Monday, March 26, 2007

Where bad performance starts

"My application is slow" - who haven't heard this very common complaint? Both from customers and developers (sic!) that created the application. No this won't be story how to diagnose what is slow and/or what to do to make it run faster. This will be a short story - how to try to not reach this complaint.

So where are the roots of bad performance? Many times the roots are very simple - allowing customer to promote and what's worse - accept bad requirements from customer. Bad and many times completely unnecessary requirements. The primary task of system analyst is of course to analyze, formalize, systematize and record customer requirements. But that should be done using sound criticism of initial requirements. And although the primary goal of specification is to record WHAT is needed and although specification should be implementation independent I'm sure that a really good system analyst has to keep in mind at least the vision HOW specified requirements will be implemented. Otherwise it is possible to result in a SRS describing business illogic instead of business logic (as was quite precisely named by a user in this thread).

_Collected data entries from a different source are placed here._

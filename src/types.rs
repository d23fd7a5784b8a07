use serde::Serialize;
use uuid::Uuid;

use crate::auth::{Role, RoleSet};

/// Which program studi rows a caller may see and touch
#[derive(Debug, Clone, Copy, PartialEq, Eq, Serialize)]
#[serde(tag = "scope", content = "program_studi_id", rename_all = "snake_case")]
pub enum TenantScope {
    All,
    ProgramStudi(Uuid),
}

impl TenantScope {
    /// A prodi binding wins over admin; anyone else has no scope
    pub fn resolve(roles: &RoleSet, program_studi_id: Option<Uuid>) -> Option<Self> {
        match program_studi_id {
            Some(id) if roles.contains(Role::Prodi) => Some(TenantScope::ProgramStudi(id)),
            _ if roles.contains(Role::Admin) => Some(TenantScope::All),
            _ => None,
        }
    }

    pub fn tenant(&self) -> Option<Uuid> {
        match self {
            TenantScope::All => None,
            TenantScope::ProgramStudi(id) => Some(*id),
        }
    }

    pub fn includes(&self, program_studi_id: Uuid) -> bool {
        match self {
            TenantScope::All => true,
            TenantScope::ProgramStudi(id) => *id == program_studi_id,
        }
    }

    /// Narrow `All` to an explicit filter; a fixed scope ignores the filter
    pub fn narrowed(self, filter: Option<Uuid>) -> Self {
        match (self, filter) {
            (TenantScope::All, Some(id)) => TenantScope::ProgramStudi(id),
            (scope, _) => scope,
        }
    }
}

#[cfg(test)]
mod tests {
    use super::*;

    fn roles(list: &[Role]) -> RoleSet {
        list.iter().copied().collect()
    }

    #[test]
    fn prodi_with_binding_is_scoped() {
        let ps = Uuid::new_v4();
        assert_eq!(TenantScope::resolve(&roles(&[Role::Prodi]), Some(ps)), Some(TenantScope::ProgramStudi(ps)));
        assert_eq!(
            TenantScope::resolve(&roles(&[Role::Admin, Role::Prodi]), Some(ps)),
            Some(TenantScope::ProgramStudi(ps))
        );
    }

    #[test]
    fn admin_without_binding_sees_all() {
        assert_eq!(TenantScope::resolve(&roles(&[Role::Admin]), None), Some(TenantScope::All));
        assert_eq!(TenantScope::resolve(&roles(&[Role::Admin]), Some(Uuid::new_v4())), Some(TenantScope::All));
    }

    #[test]
    fn prodi_without_binding_has_no_scope() {
        assert_eq!(TenantScope::resolve(&roles(&[Role::Prodi]), None), None);
        assert_eq!(TenantScope::resolve(&roles(&[Role::Dosen]), Some(Uuid::new_v4())), None);
    }

    #[test]
    fn narrowing_only_applies_to_all() {
        let a = Uuid::new_v4();
        let b = Uuid::new_v4();
        assert_eq!(TenantScope::All.narrowed(Some(a)), TenantScope::ProgramStudi(a));
        assert_eq!(TenantScope::ProgramStudi(a).narrowed(Some(b)), TenantScope::ProgramStudi(a));
        assert!(TenantScope::All.includes(b));
        assert!(!TenantScope::ProgramStudi(a).includes(b));
    }
}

Why illogical and unnecessary requirements are bad and should be thrown away instead of just implementing them - probably someone sometime would need them? There are at least following reasons to do that:
1) starting from requirements gathering through development and design until the testing and deployment development staff is wasting their time to implement them resulting in wasted man-hours and $$$,
2) every added functionality makes every application at least a little bit more harder to understand for customer and support which also results in wasted man-hours and $$$,
3) every added functionality needs some system resources either in CPU cycles, I/O calls or increased memory space. Everybody knows that resources are finite and so they simply are stolen from other users and useful functionality,
4) every added functionality usually takes some space on the screen. Of course it is not so critical today with common 17' and 19' monitors, but needless functionality many times can be as annoying as advertisements.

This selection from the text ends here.